DoubleChecker

Abstract

Atomicity is a key correctness property that allows programmers to reason about code regions in isolation. However, programs often fail to enforce atomicity correctly, leading to atomicity violations that are difficult to detect. Dynamic program analysis can detect atomicity violations based on an atomicity specification, but existing approaches slow programs substantially. This paper presents DoubleChecker, a novel sound and precise atomicity checker whose key insight lies in its use of two new cooperating dynamic analyses. Its imprecise analysis tracks cross-thread dependences soundly but imprecisely with significantly better performance than a fully precise analysis. Its precise analysis is more expensive but only needs to process a subset of the execution identified as potentially involved in atomicity violations by the imprecise analysis. If DoubleChecker operates in single-run mode, the two analyses execute in the same program run, which guarantees soundness and precision but requires logging program accesses to pass from the imprecise to the precise analysis.
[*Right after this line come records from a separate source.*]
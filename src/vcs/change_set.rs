//! Immutable snapshot of staged and unstaged changes.

use std::collections::HashSet;

use tracing::warn;

use super::{FileChange, VcsGateway};

/// Staged and unstaged files at one point in time.
///
/// Never mutated after construction; a refresh builds a new one.
#[derive(Debug, Clone, Default, PartialEq, Eq)]
pub struct ChangeSet {
    staged: Vec<FileChange>,
    unstaged: Vec<FileChange>,
}

impl ChangeSet {
    /// Build a snapshot, keeping the first occurrence of any path repeated
    /// within a partition.
    pub fn new(staged: Vec<FileChange>, unstaged: Vec<FileChange>) -> Self {
        Self {
            staged: dedup_by_path(staged, "staged"),
            unstaged: dedup_by_path(unstaged, "unstaged"),
        }
    }

    /// Read both partitions from the gateway as they are right now.
    pub async fn read(gateway: &dyn VcsGateway) -> Self {
        let staged = gateway.list_staged().await;
        let unstaged = gateway.list_unstaged().await;
        Self::new(staged, unstaged)
    }

    pub fn staged(&self) -> &[FileChange] {
        &self.staged
    }

    pub fn unstaged(&self) -> &[FileChange] {
        &self.unstaged
    }

    pub fn is_empty(&self) -> bool {
        self.staged.is_empty() && self.unstaged.is_empty()
    }
}

fn dedup_by_path(files: Vec<FileChange>, partition: &str) -> Vec<FileChange> {
    let mut seen = HashSet::with_capacity(files.len());
    let mut result = Vec::with_capacity(files.len());

    for file in files {
        if seen.insert(file.path.clone()) {
            result.push(file);
        } else {
            warn!(
                "Dropping duplicate {} entry for {}",
                partition,
                file.path.display()
            );
        }
    }

    result
}
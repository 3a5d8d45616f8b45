//! git2-backed [`VcsGateway`] spanning one or more repository roots.

use std::collections::hash_map::DefaultHasher;
use std::hash::{Hash, Hasher};
use std::io;
use std::path::{Path, PathBuf};

use async_trait::async_trait;
use git2::build::CheckoutBuilder;
use git2::{
    Commit, ErrorCode, IndexAddOption, IndexEntry, IndexTime, Oid, Repository, ResetType,
    Status, StatusEntry, StatusOptions, TreeEntry,
};
use tracing::{debug, info, warn};

use crate::error::VcsError;
use crate::status::{FileStatus, code, map_status};

use super::diff::repository_diff;
use super::{ChangeCallback, CommitReport, FileChange, Observers, Partition, VcsGateway};

/// Index-side status bits.
const INDEX_BITS: Status = Status::INDEX_NEW
    .union(Status::INDEX_MODIFIED)
    .union(Status::INDEX_DELETED)
    .union(Status::INDEX_RENAMED)
    .union(Status::INDEX_TYPECHANGE);

/// Working-tree-side status bits.
const WORKTREE_BITS: Status = Status::WT_NEW
    .union(Status::WT_MODIFIED)
    .union(Status::WT_DELETED)
    .union(Status::WT_TYPECHANGE)
    .union(Status::WT_RENAMED)
    .union(Status::CONFLICTED);

/// Working-tree status bits that can be restored from the index.
const RESTORABLE_BITS: Status = Status::WT_MODIFIED
    .union(Status::WT_DELETED)
    .union(Status::WT_TYPECHANGE)
    .union(Status::CONFLICTED);

const EXECUTABLE_MODE: u32 = 0o100755;
const SYMLINK_MODE: u32 = 0o120000;

/// Gateway over the git repositories found at the configured paths.
pub struct GitGateway {
    roots: Vec<PathBuf>,
    observers: Observers,
}
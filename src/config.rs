//! Runtime configuration read from the environment.
//!
//! Every setting has a default; invalid numeric values log a warning and fall
//! back to it. Command-line flags are applied on top by the binary.

use std::env;
use std::str::FromStr;
use std::time::Duration;

use tracing::warn;

use crate::ai::Provider;
use crate::error::ConfigError;

pub const PROVIDER_ENV_VAR: &str = "COMMITCRAFT_PROVIDER";
pub const API_KEY_ENV_VAR: &str = "COMMITCRAFT_API_KEY";
pub const OPENAI_API_KEY_ENV_VAR: &str = "OPENAI_API_KEY";
pub const BASE_URL_ENV_VAR: &str = "COMMITCRAFT_BASE_URL";
pub const MODEL_ENV_VAR: &str = "COMMITCRAFT_MODEL";
pub const TEMPERATURE_ENV_VAR: &str = "COMMITCRAFT_TEMPERATURE";
pub const TIMEOUT_ENV_VAR: &str = "COMMITCRAFT_TIMEOUT";
pub const RETRIES_ENV_VAR: &str = "COMMITCRAFT_RETRIES";
pub const POLL_INTERVAL_ENV_VAR: &str = "COMMITCRAFT_POLL_INTERVAL_MS";

pub const DEFAULT_BASE_URL: &str = "https://hugbot-ai.vercel.app/api/v1";
pub const DEFAULT_MODEL: &str = "deepseek-ai/DeepSeek-V3.2";
pub const DEFAULT_TEMPERATURE: f32 = 0.7;
pub const DEFAULT_TIMEOUT_SECS: u64 = 300;
pub const DEFAULT_MAX_ATTEMPTS: u32 = 1;
pub const DEFAULT_POLL_INTERVAL_MS: u64 = 1000;

/// Settings for the AI backend and the change watcher.
#[derive(Debug, Clone, PartialEq)]
pub struct Config {
    pub provider: Provider,
    pub api_key: Option<String>,
    pub base_url: String,
    pub model: String,
    pub temperature: f32,
    pub timeout: Duration,
    /// Total generation attempts; 1 disables retrying.
    pub max_attempts: u32,
    pub poll_interval: Duration,
}

impl Default for Config {
    fn default() -> Self {
        Self {
            provider: Provider::default(),
            api_key: None,
            base_url: DEFAULT_BASE_URL.to_string(),
            model: DEFAULT_MODEL.to_string(),
            temperature: DEFAULT_TEMPERATURE,
            timeout: Duration::from_secs(DEFAULT_TIMEOUT_SECS),
            max_attempts: DEFAULT_MAX_ATTEMPTS,
            poll_interval: Duration::from_millis(DEFAULT_POLL_INTERVAL_MS),
        }
    }
}

impl Config {
    /// Load settings from `COMMITCRAFT_*` variables.
    ///
    /// An unknown provider name is the only hard error.
    pub fn from_env() -> Result<Self, ConfigError> {
        let defaults = Self::default();

        let provider = match non_empty_var(PROVIDER_ENV_VAR) {
            Some(value) => value.parse()?,
            None => defaults.provider,
        };

        let api_key = non_empty_var(API_KEY_ENV_VAR).or_else(|| non_empty_var(OPENAI_API_KEY_ENV_VAR));

        Ok(Self {
            provider,
            api_key,
            base_url: non_empty_var(BASE_URL_ENV_VAR).unwrap_or(defaults.base_url),
            model: non_empty_var(MODEL_ENV_VAR).unwrap_or(defaults.model),
            temperature: parse_var(TEMPERATURE_ENV_VAR, defaults.temperature),
            timeout: Duration::from_secs(parse_var(TIMEOUT_ENV_VAR, DEFAULT_TIMEOUT_SECS)),
            max_attempts: parse_var(RETRIES_ENV_VAR, defaults.max_attempts),
            poll_interval: Duration::from_millis(parse_var(
                POLL_INTERVAL_ENV_VAR,
                DEFAULT_POLL_INTERVAL_MS,
            )),
        })
    }

    /// Reject values no backend can work with.
    pub fn validate(&self) -> Result<(), ConfigError> {
        if !(0.0..=2.0).contains(&self.temperature) {
            return Err(ConfigError::InvalidValue {
                key: "temperature".to_string(),
                value: self.temperature.to_string(),
            });
        }
        if self.max_attempts == 0 {
            return Err(ConfigError::InvalidValue {
                key: "retries".to_string(),
                value: "0".to_string(),
            });
        }
        if self.poll_interval.is_zero() {
            return Err(ConfigError::InvalidValue {
                key: "poll interval".to_string(),
                value: "0".to_string(),
            });
        }
        Ok(())
    }
}

fn non_empty_var(key: &str) -> Option<String> {
    env::var(key).ok().filter(|v| !v.trim().is_empty())
}

fn parse_var<T>(key: &str, default: T) -> T
where
    T: FromStr + std::fmt::Display + Copy,
{
    match non_empty_var(key) {
        Some(v) => match v.trim().parse::<T>() {
            Ok(value) => value,
            Err(_) => {
                warn!("Invalid {} value '{}', using default {}", key, v, default);
                default
            }
        },
        None => default,
    }
}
In multi-run mode, the first program run executes only the imprecise analysis, and a second run executes both analyses. Multi-run mode trades accuracy for performance; each run of multi-run mode outperforms single-run mode, but can potentially miss violations. We have implemented DoubleChecker and an existing state-of-the-art atomicity checker called Velodrome in a high-performance Java virtual machine. DoubleChecker's single-run mode significantly outperforms Velodrome, while still providing full soundness and precision. DoubleChecker's multi-run mode improves performance further, without significantly impacting soundness in practice. These results suggest that DoubleChecker's approach is a promising direction for improving the performance of dynamic atomicity checking over prior work.